Elle était totalement perdue.
Elle lui retira délicatement la main de son menton. Toucher du bout des doigts cette main. Elle lui caressa les doigts de la main droite avant de laisser épouser ses propres doigts avec les siens, les laissant s’entrelacer entre eux deux. La main de la jeune fille semblait si minuscule comparée à celle de son professeur. Cette dernière était chaude ; non pas rugueuse comme elle l’aurait toujours pensé ainsi qu’étrangement douce.
Hermione soupira et se blottit de nouveau contre Severus Rogue.
— Advienne que pourra, pensa-t-elle.
Leurs doigts entrelacés, le bras libre entourant l’autre contre soi. Bientôt, la jeune fille eut les bras enlaçant le cou du maître des potions, les bras de ce dernier autour la taille de son élève. Elle leva la tête vers lui. Elle scruta son visage. Les cheveux noirs en cascade autour d’un visage terne et jaunâtre. Ces yeux d’ébène, tantôt sans expression, tantôt pleins de cruauté. Un nez crochu. Des rides profondes par endroits. Des lèvres dessinées en un sourire crispé. Il se pencha délicatement vers elle. Quand leurs nez se touchèrent et que leurs lèvres s’effleurèrent de nouveau, la jeune fille s’enquit :
— Et Harry et Ron ?
Le professeur Rogue remit une distance suffisante entre les deux pour distinguer les yeux de la jeune fille. Ces derniers étaient suppliants :
— Dois-je leur mentir aussi ?
Le sorcier se redressa complètement. Un sourire narquois se dessina sur son visage.

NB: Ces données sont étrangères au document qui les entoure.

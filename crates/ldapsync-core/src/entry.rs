//! Directory entries and the entry store
//!
//! Entries are fetched once per sync and never change afterwards.

use serde::{Deserialize, Serialize};

/// Pseudo-attribute name standing for the distinguished name.
pub const DN_ATTRIBUTE: &str = "dn";

/// Check whether an attribute name refers to the distinguished name.
pub fn is_dn_attribute(name: &str) -> bool {
    name.eq_ignore_ascii_case(DN_ATTRIBUTE)
}

/// A named, multi-valued attribute of an entry.
#[derive(Debug, Clone, PartialEq, Eq, Serialize, Deserialize)]
pub struct Attribute {
    /// Attribute name, compared case-sensitively.
    #[serde(alias = "Name")]
    pub name: String,
    /// Values in the order the server returned them.
    #[serde(default, alias = "Values")]
    pub values: Vec<String>,
}

impl Attribute {
    /// Create an attribute from a name and its values.
    pub fn new<I, V>(name: impl Into<String>, values: I) -> Self
    where
        I: IntoIterator<Item = V>,
        V: Into<String>,
    {
        Self {
            name: name.into(),
            values: values.into_iter().map(Into::into).collect(),
        }
    }
}

impl std::fmt::Display for Attribute {
    fn fmt(&self, f: &mut std::fmt::Formatter<'_>) -> std::fmt::Result {
        write!(f, "{} -> {:?}", self.name, self.values)
    }
}

/// A directory entry: a distinguished name and its attributes.
#[derive(Debug, Clone, PartialEq, Eq, Serialize, Deserialize)]
pub struct Entry {
    /// Distinguished name (e.g. "uid=johnd,ou=users,dc=example,dc=com").
    #[serde(alias = "DN", alias = "distinguishedName")]
    pub dn: String,
    /// Attributes in fetch order.
    #[serde(default, alias = "Attributes")]
    pub attributes: Vec<Attribute>,
}

impl Entry {
    /// Create an entry with no attributes.
    pub fn new(dn: impl Into<String>) -> Self {
        Self {
            dn: dn.into(),
            attributes: Vec::new(),
        }
    }

    /// Add an attribute using builder pattern.
    #[must_use]
    pub fn with<I, V>(mut self, name: impl Into<String>, values: I) -> Self
    where
        I: IntoIterator<Item = V>,
        V: Into<String>,
    {
        self.attributes.push(Attribute::new(name, values));
        self
    }

    /// Values of the first attribute called `name`.
    pub fn attribute(&self, name: &str) -> Option<&[String]> {
        self.attributes
            .iter()
            .find(|att| att.name == name)
            .map(|att| att.values.as_slice())
    }

    /// Values of every attribute called `name`, in order.
    pub fn values<'a>(&'a self, name: &'a str) -> impl Iterator<Item = &'a str> + 'a {
        self.attributes
            .iter()
            .filter(move |att| att.name == name)
            .flat_map(|att| att.values.iter().map(String::as_str))
    }

    /// Check whether any attribute called `name` carries exactly `value`.
    pub fn has_value(&self, name: &str, value: &str) -> bool {
        self.values(name).any(|v| v == value)
    }

    /// Simple name of the entry, see [`simple_name`].
    pub fn simple_name(&self) -> &str {
        simple_name(&self.dn)
    }
}

/// Value of the first RDN of a DN: the text after the first `=` of the first
/// comma-separated component. Empty when that component has no `=`.
///
/// Only the first `=` splits; later ones stay in the value, so `cn=a=b,dc=x`
/// gives `a=b`, not `a`.
pub fn simple_name(dn: &str) -> &str {
    let first_rdn = dn.split(',').next().unwrap_or_default();
    match first_rdn.split_once('=') {
        Some((_, value)) => value,
        None => "",
    }
}

/// Immutable list of fetched entries, in fetch order.
#[derive(Debug, Clone, Default, PartialEq, Eq, Serialize, Deserialize)]
#[serde(transparent)]
pub struct EntryStore {
    entries: Vec<Entry>,
}

impl EntryStore {
    /// Wrap fetched entries.
    pub fn new(entries: Vec<Entry>) -> Self {
        Self { entries }
    }

    /// Number of entries.
    pub fn len(&self) -> usize {
        self.entries.len()
    }

    /// Check if the store is empty.
    pub fn is_empty(&self) -> bool {
        self.entries.is_empty()
    }

    /// Iterate in fetch order.
    pub fn iter(&self) -> std::slice::Iter<'_, Entry> {
        self.entries.iter()
    }

    /// All entries as a slice.
    pub fn as_slice(&self) -> &[Entry] {
        &self.entries
    }

}

impl From<Vec<Entry>> for EntryStore {
    fn from(entries: Vec<Entry>) -> Self {
        Self::new(entries)
    }
}

impl FromIterator<Entry> for EntryStore {
    fn from_iter<T: IntoIterator<Item = Entry>>(iter: T) -> Self {
        Self::new(iter.into_iter().collect())
    }
}

impl<'a> IntoIterator for &'a EntryStore {
    type Item = &'a Entry;
    type IntoIter = std::slice::Iter<'a, Entry>;

    fn into_iter(self) -> Self::IntoIter {
        self.entries.iter()
    }
}
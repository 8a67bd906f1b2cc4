//! CLI logging
//!
//! Installs a `tracing` subscriber writing to stderr, so stdout carries only
//! command output. `RUST_LOG` wins over the verbosity flags.

pub mod level;

pub use level::LogLevel;

use tracing_subscriber::EnvFilter;

/// Build the filter: `RUST_LOG` if set and valid, otherwise the level's directive.
pub fn env_filter(level: LogLevel) -> EnvFilter {
    EnvFilter::try_from_default_env().unwrap_or_else(|_| EnvFilter::new(level.directive()))
}

/// Install the global subscriber. Later calls are ignored.
pub fn init(level: LogLevel) {
    let _ = tracing_subscriber::fmt()
        .with_env_filter(env_filter(level))
        .with_writer(std::io::stderr)
        .with_target(level >= LogLevel::Debug)
        .try_init();
}
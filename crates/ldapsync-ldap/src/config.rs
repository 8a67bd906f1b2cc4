//! LDAP sync configuration
//!
//! Configuration types for reaching the directory server and for the rules
//! that classify what it returns.

use serde::{Deserialize, Deserializer, Serialize};
use std::fmt;
use std::str::FromStr;

use ldapsync_core::error::{DirectoryError, DirectoryResult};
use ldapsync_core::rules::SyncRules;

/// Transport security for the directory connection.
#[derive(Debug, Clone, Copy, Default, PartialEq, Eq, Serialize, Deserialize)]
#[serde(rename_all = "lowercase")]
pub enum TlsMode {
    /// Plain LDAP.
    #[default]
    None,
    /// Implicit TLS (LDAPS).
    Tls,
    /// Plain connection upgraded with STARTTLS.
    #[serde(alias = "startTLS", alias = "StartTLS")]
    Starttls,
}

impl TlsMode {
    /// URL scheme for this mode.
    pub fn scheme(self) -> &'static str {
        match self {
            TlsMode::Tls => "ldaps",
            TlsMode::None | TlsMode::Starttls => "ldap",
        }
    }

    /// Whether the connection ends up encrypted.
    pub fn is_encrypted(self) -> bool {
        !matches!(self, TlsMode::None)
    }

    pub fn as_str(self) -> &'static str {
        match self {
            TlsMode::None => "none",
            TlsMode::Tls => "tls",
            TlsMode::Starttls => "starttls",
        }
    }
}

impl fmt::Display for TlsMode {
    fn fmt(&self, f: &mut fmt::Formatter<'_>) -> fmt::Result {
        f.write_str(self.as_str())
    }
}

impl FromStr for TlsMode {
    type Err = DirectoryError;

    fn from_str(s: &str) -> Result<Self, Self::Err> {
        match s.to_ascii_lowercase().as_str() {
            "" | "none" => Ok(TlsMode::None),
            "tls" | "ldaps" => Ok(TlsMode::Tls),
            "starttls" => Ok(TlsMode::Starttls),
            other => Err(DirectoryError::InvalidConfiguration {
                message: format!("unknown tls mode '{other}', expected none, tls or starttls"),
            }),
        }
    }
}

/// Configuration for a directory sync.
#[derive(Clone, Serialize, Deserialize)]
#[serde(rename_all = "camelCase")]
pub struct LdapSyncConfig {
    /// Directory server hostname or IP address.
    pub server: String,

    /// Directory server port (389 for LDAP, 636 for LDAPS).
    #[serde(default = "default_ldap_port", deserialize_with = "deserialize_port")]
    pub port: u16,

    /// Transport security.
    #[serde(default)]
    pub tls: TlsMode,

    /// Bind as the sync account before searching.
    #[serde(default)]
    pub sync_requires_auth: bool,

    /// DN of the sync account.
    #[serde(default)]
    pub sync_user_name: String,

    /// Password of the sync account.
    #[serde(default, skip_serializing_if = "Option::is_none")]
    pub sync_user_password: Option<String>,

    /// Search bases, searched in order.
    #[serde(rename = "baseDNs", alias = "baseDns", default)]
    pub base_dns: Vec<String>,

    /// Page size for search operations.
    #[serde(default = "default_page_size")]
    pub page_size: i32,

    /// Connection timeout in seconds.
    #[serde(default = "default_connection_timeout")]
    pub connection_timeout_secs: u64,

    /// Verify the server certificate when TLS is in use.
    #[serde(default = "default_true")]
    pub verify_certificate: bool,

    /// User filter, group filter and membership rules.
    #[serde(flatten)]
    pub rules: SyncRules,
}

impl fmt::Debug for LdapSyncConfig {
    fn fmt(&self, f: &mut fmt::Formatter<'_>) -> fmt::Result {
        f.debug_struct("LdapSyncConfig")
            .field("server", &self.server)
            .field("port", &self.port)
            .field("tls", &self.tls)
            .field("sync_requires_auth", &self.sync_requires_auth)
            .field("sync_user_name", &self.sync_user_name)
            .field(
                "sync_user_password",
                &self.sync_user_password.as_ref().map(|_| "***REDACTED***"),
            )
            .field("base_dns", &self.base_dns)
            .field("page_size", &self.page_size)
            .field("connection_timeout_secs", &self.connection_timeout_secs)
            .field("verify_certificate", &self.verify_certificate)
            .field("rules", &self.rules)
            .finish()
    }
}

pub(crate) fn default_ldap_port() -> u16 {
    389
}

fn default_page_size() -> i32 {
    5
}

pub(crate) fn default_connection_timeout() -> u64 {
    30
}

fn default_true() -> bool {
    true
}

/// Accept the port as a number or as a numeric string ("389").
pub(crate) fn deserialize_port<'de, D>(deserializer: D) -> Result<u16, D::Error>
where
    D: Deserializer<'de>,
{
    #[derive(Deserialize)]
    #[serde(untagged)]
    enum Repr {
        Number(u16),
        Text(String),
    }

    match Repr::deserialize(deserializer)? {
        Repr::Number(port) => Ok(port),
        Repr::Text(text) if text.trim().is_empty() => Ok(default_ldap_port()),
        Repr::Text(text) => text
            .trim()
            .parse()
            .map_err(|_| serde::de::Error::custom(format!("invalid port '{text}'"))),
    }
}

/// Escape hook applied to configured DNs before they reach the server.
///
/// Configured DNs are trusted and passed through unchanged.
// TODO: apply RFC 4514 escaping once DNs can come from untrusted input.
pub fn sanitize_dn(dn: &str) -> String {
    dn.to_string()
}

impl LdapSyncConfig {
    /// Create a config with required fields and default rules.
    pub fn new(server: impl Into<String>, base_dns: Vec<String>) -> Self {
        Self {
            server: server.into(),
            port: default_ldap_port(),
            tls: TlsMode::None,
            sync_requires_auth: false,
            sync_user_name: String::new(),
            sync_user_password: None,
            base_dns,
            page_size: default_page_size(),
            connection_timeout_secs: default_connection_timeout(),
            verify_certificate: true,
            rules: SyncRules::default(),
        }
    }

    /// Bind as `user_name` before searching.
    pub fn with_sync_user(
        mut self,
        user_name: impl Into<String>,
        password: impl Into<String>,
    ) -> Self {
        self.sync_requires_auth = true;
        self.sync_user_name = user_name.into();
        self.sync_user_password = Some(password.into());
        self
    }

    /// Set transport security.
    #[must_use]
    pub fn with_tls(mut self, tls: TlsMode) -> Self {
        self.tls = tls;
        self
    }

    /// Set the classification rules.
    #[must_use]
    pub fn with_rules(mut self, rules: SyncRules) -> Self {
        self.rules = rules;
        self
    }

    /// Get the LDAP URL.
    #[must_use]
    pub fn url(&self) -> String {
        format!("{}://{}:{}", self.tls.scheme(), self.server, self.port)
    }

    /// Copy of this config with every base DN passed through [`sanitize_dn`].
    #[must_use]
    pub fn sanitized(&self) -> Self {
        let mut config = self.clone();
        config.base_dns = self.base_dns.iter().map(|dn| sanitize_dn(dn)).collect();
        config
    }

    /// Check the configuration before connecting.
    pub fn validate(&self) -> DirectoryResult<()> {
        if self.server.trim().is_empty() {
            return Err(DirectoryError::invalid_configuration("server is required"));
        }

        if self.base_dns.is_empty() {
            return Err(DirectoryError::invalid_configuration(
                "at least one base DN is required",
            ));
        }

        if let Some(blank) = self.base_dns.iter().position(|dn| dn.trim().is_empty()) {
            return Err(DirectoryError::invalid_configuration(format!(
                "base DN #{} is empty",
                blank + 1
            )));
        }

        if self.sync_requires_auth && self.sync_user_name.trim().is_empty() {
            return Err(DirectoryError::invalid_configuration(
                "syncUserName is required when syncRequiresAuth is set",
            ));
        }

        if self.page_size <= 0 {
            return Err(DirectoryError::invalid_configuration(
                "pageSize must be greater than zero",
            ));
        }

        if self.connection_timeout_secs == 0 {
            return Err(DirectoryError::invalid_configuration(
                "connectionTimeoutSecs must be greater than zero",
            ));
        }

        Ok(())
    }
}
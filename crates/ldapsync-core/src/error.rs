//! Directory Source error types
//!
//! Hard failures only happen while reaching the directory server. Rule
//! evaluation never fails: missing data degrades to "no match".

use thiserror::Error;

type BoxedSource = Box<dyn std::error::Error + Send + Sync>;

/// Error raised by a [`DirectorySource`](crate::source::DirectorySource) or
/// by the authenticate capability.
#[derive(Debug, Error)]
pub enum DirectoryError {
    // Transport errors (usually transient)
    /// Failed to establish a connection to the directory server.
    #[error("connection failed: {message}")]
    ConnectionFailed {
        message: String,
        #[source]
        source: Option<BoxedSource>,
    },

    /// TLS or STARTTLS negotiation failed.
    #[error("tls negotiation failed: {message}")]
    TlsFailed {
        message: String,
        #[source]
        source: Option<BoxedSource>,
    },

    /// Connection timed out.
    #[error("connection timeout after {timeout_secs} seconds")]
    ConnectionTimeout { timeout_secs: u64 },

    // Authentication errors (permanent)
    /// The sync account bind was rejected.
    #[error("authentication failed for {bind_dn}: {message}")]
    AuthenticationFailed { bind_dn: String, message: String },

    // Search errors
    /// A search or one of its result pages failed.
    #[error("search failed under '{base_dn}': {message}")]
    SearchFailed {
        base_dn: String,
        message: String,
        #[source]
        source: Option<BoxedSource>,
    },

    // Configuration errors (permanent)
    /// Sync configuration is invalid.
    #[error("invalid configuration: {message}")]
    InvalidConfiguration { message: String },

    /// Data handed to the core could not be read.
    #[error("invalid data: {message}")]
    InvalidData { message: String },
}

impl DirectoryError {
    /// Check if this error is transient and the operation may succeed on retry.
    pub fn is_transient(&self) -> bool {
        matches!(
            self,
            DirectoryError::ConnectionFailed { .. }
                | DirectoryError::ConnectionTimeout { .. }
                | DirectoryError::SearchFailed { .. }
        )
    }

    /// Get an error code for classification.
    pub fn error_code(&self) -> &'static str {
        match self {
            DirectoryError::ConnectionFailed { .. } => "CONNECTION_FAILED",
            DirectoryError::TlsFailed { .. } => "TLS_FAILED",
            DirectoryError::ConnectionTimeout { .. } => "CONNECTION_TIMEOUT",
            DirectoryError::AuthenticationFailed { .. } => "AUTH_FAILED",
            DirectoryError::SearchFailed { .. } => "SEARCH_FAILED",
            DirectoryError::InvalidConfiguration { .. } => "INVALID_CONFIG",
            DirectoryError::InvalidData { .. } => "INVALID_DATA",
        }
    }

    // Convenience constructors

    /// Create a connection failed error.
    pub fn connection_failed(message: impl Into<String>) -> Self {
        DirectoryError::ConnectionFailed {
            message: message.into(),
            source: None,
        }
    }

    /// Create a connection failed error with source.
    pub fn connection_failed_with_source(
        message: impl Into<String>,
        source: impl std::error::Error + Send + Sync + 'static,
    ) -> Self {
        DirectoryError::ConnectionFailed {
            message: message.into(),
            source: Some(Box::new(source)),
        }
    }

    /// Create a TLS failure with source.
    pub fn tls_failed_with_source(
        message: impl Into<String>,
        source: impl std::error::Error + Send + Sync + 'static,
    ) -> Self {
        DirectoryError::TlsFailed {
            message: message.into(),
            source: Some(Box::new(source)),
        }
    }

    /// Create an authentication failure.
    pub fn authentication_failed(bind_dn: impl Into<String>, message: impl Into<String>) -> Self {
        DirectoryError::AuthenticationFailed {
            bind_dn: bind_dn.into(),
            message: message.into(),
        }
    }

    /// Create a search failed error.
    pub fn search_failed(base_dn: impl Into<String>, message: impl Into<String>) -> Self {
        DirectoryError::SearchFailed {
            base_dn: base_dn.into(),
            message: message.into(),
            source: None,
        }
    }

    /// Create a search failed error with source.
    pub fn search_failed_with_source(
        base_dn: impl Into<String>,
        message: impl Into<String>,
        source: impl std::error::Error + Send + Sync + 'static,
    ) -> Self {
        DirectoryError::SearchFailed {
            base_dn: base_dn.into(),
            message: message.into(),
            source: Some(Box::new(source)),
        }
    }

    /// Create an invalid configuration error.
    pub fn invalid_configuration(message: impl Into<String>) -> Self {
        DirectoryError::InvalidConfiguration {
            message: message.into(),
        }
    }
}

/// Result type for Directory Source operations.
pub type DirectoryResult<T> = Result<T, DirectoryError>;

#[cfg(test)]
mod tests {
    use super::*;

    #[test]
    fn test_transient_errors() {
        let transient_errors = vec![
            DirectoryError::connection_failed("refused"),
            DirectoryError::ConnectionTimeout { timeout_secs: 30 },
            DirectoryError::search_failed("dc=example,dc=org", "page 3 lost"),
        ];

        for err in transient_errors {
            assert!(
                err.is_transient(),
                "Expected {} to be transient",
                err.error_code()
            );
        }
    }

    #[test]
    fn test_permanent_errors() {
        let permanent_errors = vec![
            DirectoryError::authentication_failed("cn=sync,dc=example,dc=org", "invalid credentials"),
            DirectoryError::invalid_configuration("server is required"),
            DirectoryError::InvalidData {
                message: "not an array".to_string(),
            },
        ];

        for err in permanent_errors {
            assert!(
                !err.is_transient(),
                "Expected {} to be permanent",
                err.error_code()
            );
        }
    }

    #[test]
    fn test_error_codes() {
        assert_eq!(
            DirectoryError::authentication_failed("cn=a", "x").error_code(),
            "AUTH_FAILED"
        );
        assert_eq!(
            DirectoryError::connection_failed("x").error_code(),
            "CONNECTION_FAILED"
        );
        assert_eq!(
            DirectoryError::search_failed("dc=x", "y").error_code(),
            "SEARCH_FAILED"
        );
    }

    #[test]
    fn test_error_display() {
        let err = DirectoryError::ConnectionTimeout { timeout_secs: 30 };
        assert_eq!(err.to_string(), "connection timeout after 30 seconds");

        let err = DirectoryError::search_failed("ou=people,dc=example,dc=org", "size limit");
        assert_eq!(
            err.to_string(),
            "search failed under 'ou=people,dc=example,dc=org': size limit"
        );
    }

    #[test]
    fn test_error_with_source() {
        let source_err = std::io::Error::new(std::io::ErrorKind::ConnectionRefused, "refused");
        let err = DirectoryError::tls_failed_with_source("handshake", source_err);

        assert!(!err.is_transient());
        assert!(std::error::Error::source(&err).is_some());
    }
}
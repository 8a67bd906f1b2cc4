//! Auth command - check a user's credentials with a simple bind

use clap::Args;

use ldapsync_ldap::{authenticate, AuthRequest, TlsMode};

use crate::error::{CliError, CliResult};
use crate::output::{print_failure, print_success};

/// Arguments for the auth command
#[derive(Args)]
pub struct AuthArgs {
    /// Directory server hostname
    #[arg(long)]
    pub server: String,

    /// Directory server port
    #[arg(long, default_value_t = 389)]
    pub port: u16,

    /// Transport security: none, tls or starttls
    #[arg(long, default_value = "none")]
    pub tls: TlsMode,

    /// Naming attribute of user entries
    #[arg(long = "uid", default_value = "uid")]
    pub uid_attribute: String,

    /// DN of the container holding user entries
    #[arg(long)]
    pub base_dn: String,

    /// User to authenticate
    #[arg(long)]
    pub user: String,

    /// Password (prefer the environment variable)
    #[arg(long, env = "LDAPSYNC_PASSWORD", hide_env_values = true)]
    pub password: String,

    /// Connection timeout in seconds
    #[arg(long, default_value_t = 30)]
    pub timeout: u64,

    /// Skip server certificate verification
    #[arg(long)]
    pub insecure: bool,

    /// Output as JSON
    #[arg(long)]
    pub json: bool,
}

impl From<AuthArgs> for AuthRequest {
    fn from(args: AuthArgs) -> Self {
        let mut request = AuthRequest::new(
            args.server,
            args.uid_attribute,
            args.base_dn,
            args.user,
            args.password,
        );
        request.port = args.port;
        request.tls = args.tls;
        request.connection_timeout_secs = args.timeout;
        request.verify_certificate = !args.insecure;
        request
    }
}

/// Execute the auth command
pub async fn execute(args: AuthArgs) -> CliResult<()> {
    let json = args.json;
    let request = AuthRequest::from(args);
    let bind_dn = request.bind_dn();

    let result = authenticate(&request).await?;

    if json {
        println!("{}", serde_json::to_string_pretty(&result)?);
    } else if result.success {
        print_success(&format!("Authenticated as {bind_dn}"));
    } else {
        print_failure(&format!("Rejected {bind_dn}"));
    }

    if result.success {
        Ok(())
    } else {
        Err(CliError::AuthenticationRejected(
            result
                .error_message
                .unwrap_or_else(|| "credentials rejected".to_string()),
        ))
    }
}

— Si vous n’êtes pas capable de tenir ce secret, Miss Granger, autant que nous en arrêtions là, dit-il de sa voix doucereuse.
— Non ! Je veux dire...
— Quoi, Miss Granger ?
— Vous êtes facile, vous ! Vous savez mentir à Vous-savez — qui et fermez votre esprit ! et... et vous me demandez de mentir à mes meilleurs amis ? s’écria-t-elle, les larmes lui revenant aux yeux.
— Où est le problème ?
— Le problème ?...Le problème est que vous vous ne rendez pas compte à quel point c’est difficile pour moi de faire une chose pareille. Ils devineront que je cache quelque chose.
— Voulez-vous que je vous enseigne l’Occlumancie ? fit-il sarcastiquement.
— Oh ! Vous êtes... tellement... tellement..., répliqua-t-elle, sentant la rage la gagner.
— Je suis tellement quoi, Mistorturai SER-PEN-TARD ! cracha-t-elle avant de se dégager de lui.
Ils se fusillèrent du regard pendant un long moment. Un complètement impassible et une aux joues ruisselant de larmes. La jeune fille se mordit les lèvres avant de laisser échapper son sanglot. Sans un regard, sans un mot, elle bondit sur sa besace et se mit à courir vers la tour de Gryffondor. Le sorcier la regarda s’enfuir avant de continuer sa route dans le couloir obscur, sa cape volant doucement derrière lui.
Hermione ne comprenait plus rien. Elle s’en voulait tellement. Pourquoi ne l’avait elle pas envoyé promener plutôt ? Vouloir absolument tout cacher. Ce n’était pas du tout son style. Une Hermione qui avait un petit ami c’était si rare. À part Krum, elle n’avait eu personne près d’elle. Et encore, il ne faisait que la regarder étudier dans la bibliothèque. Ce n’était pas tout le temps agréable. Et là, son propre professeur... Non, elle devait plus y penser de toute manière.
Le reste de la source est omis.